Any suggestions on make/type of cam I should use?? :steering: :steering:
I didn't use magnets its at you risk really, once you pull out the cam lube the new one and put it in. Just twist you cam a few times to push all teh lifters up and you'll be ok. But everything else in those linls above wil help you out. The springs are the hardest parts. I haven't done a cam swap on the C5 yet but on the F Body it was a pain with the forward windshield over the back half of teh motor. But its not that bad.
I haven't done a cam swap on the C5 yet but on the F Body it was a pain with the forward windshield over the back half of teh motor. But its not that bad.
My mechanic said, it was much easier than the F bodies!
My mechanic said, it was much easier than the F bodies!
Then your mechanic is a moron or he's not talking about ls1 fbodies.

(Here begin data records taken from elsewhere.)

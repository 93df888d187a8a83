use chrono::{DateTime, SecondsFormat, Utc};
use rusqlite::Connection;

use crate::error::Result;

/// Initialise the scheduler schema in `conn`.
///
/// Creates the `tasks` table (idempotent) and an index on `next_run_at` so the
/// due-task query stays cheap.
pub fn init_db(conn: &Connection) -> Result<()> {
    conn.execute_batch(
        "
        CREATE TABLE IF NOT EXISTS tasks (
            id            TEXT    NOT NULL PRIMARY KEY,
            name          TEXT    NOT NULL,
            task_type     TEXT    NOT NULL UNIQUE,
            description   TEXT    NOT NULL DEFAULT '',
            frequency     TEXT    NOT NULL,   -- MANUAL | HOURLY | DAILY | ...
            parameters    TEXT    NOT NULL DEFAULT '{}',  -- JSON object
            status        TEXT    NOT NULL DEFAULT 'ACTIVE',
            last_run_at   TEXT,               -- RFC 3339 or NULL
            next_run_at   TEXT,               -- RFC 3339, NULL only for MANUAL
            run_count     INTEGER NOT NULL DEFAULT 0,
            success_count INTEGER NOT NULL DEFAULT 0,
            failure_count INTEGER NOT NULL DEFAULT 0,
            result        TEXT,
            last_error    TEXT,
            created_at    TEXT    NOT NULL,
            updated_at    TEXT    NOT NULL,
            lease_token   TEXT,               -- set while an execution is in flight
            leased_at     TEXT,
            CHECK (task_type <> ''),
            CHECK (run_count = success_count + failure_count)
        ) STRICT;

        -- Due query: WHERE status = 'ACTIVE' AND next_run_at <= ? ORDER BY next_run_at, id
        CREATE INDEX IF NOT EXISTS idx_tasks_next_run ON tasks (next_run_at, id);
        ",
    )?;
    Ok(())
}

/// Fixed-width UTC encoding so lexical order in SQLite equals time order.
///
/// Only holds for years 0000 through 9999; `Task::validate` keeps stored
/// timestamps inside that range.
pub(crate) fn fmt_ts(ts: DateTime<Utc>) -> String {
    ts.to_rfc3339_opts(SecondsFormat::Micros, true)
}

pub(crate) fn parse_ts(s: &str) -> std::result::Result<DateTime<Utc>, chrono::ParseError> {
    DateTime::parse_from_rfc3339(s).map(|dt| dt.with_timezone(&Utc))
}
//! Minimal SMTP dialogue used to check the configured mail relay.
//!
//! Connects, greets, and asks the relay whether it would accept mail for the
//! test recipient (`RCPT TO`). No message body is ever sent.

use std::time::Duration;

use async_trait::async_trait;
use propdesk_core::config::MailConfig;
use propdesk_scheduler::handlers::{HandlerError, MailProbe};
use tokio::io::{AsyncBufReadExt, AsyncWriteExt, BufReader};
use tokio::net::tcp::{OwnedReadHalf, OwnedWriteHalf};
use tokio::net::TcpStream;
use tracing::debug;

pub struct SmtpProbe {
    host: String,
    port: u16,
    helo: String,
    timeout: Duration,
}

impl SmtpProbe {
    pub fn from_config(cfg: &MailConfig) -> Self {
        Self {
            host: cfg.smtp_host.clone(),
            port: cfg.smtp_port,
            helo: cfg.helo_name.clone(),
            timeout: Duration::from_secs(cfg.timeout_secs.max(1)),
        }
    }

    async fn converse(&self, recipient: &str) -> Result<String, HandlerError> {
        let stream = TcpStream::connect((self.host.as_str(), self.port))
            .await
            .map_err(|e| HandlerError::failed(format!("connect {}:{}: {e}", self.host, self.port)))?;
        let (read, mut write) = stream.into_split();
        let mut read = BufReader::new(read);

        expect(&mut read, &[220], "greeting").await?;
        command(&mut write, &format!("EHLO {}", self.helo)).await?;
        expect(&mut read, &[250], "EHLO").await?;
        command(&mut write, &format!("MAIL FROM:<postmaster@{}>", self.helo)).await?;
        expect(&mut read, &[250], "MAIL FROM").await?;
        command(&mut write, &format!("RCPT TO:<{recipient}>")).await?;
        let (code, text) = expect(&mut read, &[250, 251], "RCPT TO").await?;

        // Best effort; the answer we needed is already in.
        let _ = command(&mut write, "QUIT").await;
        Ok(format!("{code} {text}"))
    }
}

#[async_trait]
impl MailProbe for SmtpProbe {
    async fn probe(&self, recipient: &str) -> Result<String, HandlerError> {
        debug!(host = %self.host, port = self.port, %recipient, "probing mail relay");
        tokio::time::timeout(self.timeout, self.converse(recipient))
            .await
            .map_err(|_| {
                HandlerError::failed(format!(
                    "mail relay {}:{} did not answer within {}s",
                    self.host,
                    self.port,
                    self.timeout.as_secs()
                ))
            })?
    }
}

async fn command(write: &mut OwnedWriteHalf, line: &str) -> Result<(), HandlerError> {
    write
        .write_all(format!("{line}\r\n").as_bytes())
        .await
        .map_err(|e| HandlerError::failed(format!("write to mail relay: {e}")))
}

/// Read one (possibly multi-line) reply and check its code.
async fn expect(
    read: &mut BufReader<OwnedReadHalf>,
    accepted: &[u16],
    step: &str,
) -> Result<(u16, String), HandlerError> {
    let (code, text) = read_reply(read).await?;
    if accepted.contains(&code) {
        Ok((code, text))
    } else {
        Err(HandlerError::failed(format!(
            "mail relay rejected {step}: {code} {text}"
        )))
    }
}

async fn read_reply(read: &mut BufReader<OwnedReadHalf>) -> Result<(u16, String), HandlerError> {
    let mut line = String::new();
    loop {
        line.clear();
        let n = read
            .read_line(&mut line)
            .await
            .map_err(|e| HandlerError::failed(format!("read from mail relay: {e}")))?;
        if n == 0 {
            return Err(HandlerError::failed("mail relay closed the connection"));
        }
        let (code, more, text) = parse_reply_line(line.trim_end())
            .ok_or_else(|| HandlerError::failed(format!("malformed SMTP reply: {:?}", line.trim_end())))?;
        if !more {
            return Ok((code, text.to_string()));
        }
    }
}

/// `250-PIPELINING` → (250, true, "PIPELINING"); `250 OK` → (250, false, "OK").
fn parse_reply_line(line: &str) -> Option<(u16, bool, &str)> {
    let code = line.get(..3)?.parse().ok()?;
    match line.as_bytes().get(3) {
        None => Some((code, false, "")),
        Some(b'-') => Some((code, true, &line[4..])),
        Some(b' ') => Some((code, false, &line[4..])),
        Some(_) => None,
    }
}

Anyways, JW38, if you follow the instructions on my page (ls1howto.com) for the heads/cam swap, but you IGNORE the head removal stuff, that will get you most of the way there. You NEED to buy 16 pen magnets tho or you'll be risking it. Instead of removing the heads, you remove the valvetrain, spin the cam to raise the lifters, and where the pushrods are you stick in retractable pen magnets. You'll feel them magnetize to the lifters. Then you can bend out the little shirt clip on the magnet, pull up on the lifter, and use the bent clip to hold on to the head somehow to keep the lifter held up.
Great info everyone!! Now I just have to choose a cam. Any suggestions?? :cheers: :cheers:
The first question you need to ask yourself is do you want it to pass emissions? If that is important to you then realize that a cam with 224 duration will probably be the most you could go and pass. And that’s not guaranteed as some cars do and a lot don’t. And you will need to stick to no tighter than a 114 LSA. Increasing the lift doesn't usually hurt emissions.
For best results you should have the car tuned after the swap. The A4 is more sensitive to cam changes then the 6-speed and often requires tuning to run decent. A 114 LSA will give a smother idle than a 112 LSA but will develop less power.
You will also need to upgrade your springs. I have a REV dual spring setup and I like it very much as I have a 6800 red line now and it doesn’t require machining of the heads to install. I would also add an underdrive pulley for a few ponies at the same time and replace the timing chain setup as the labor won't be extra.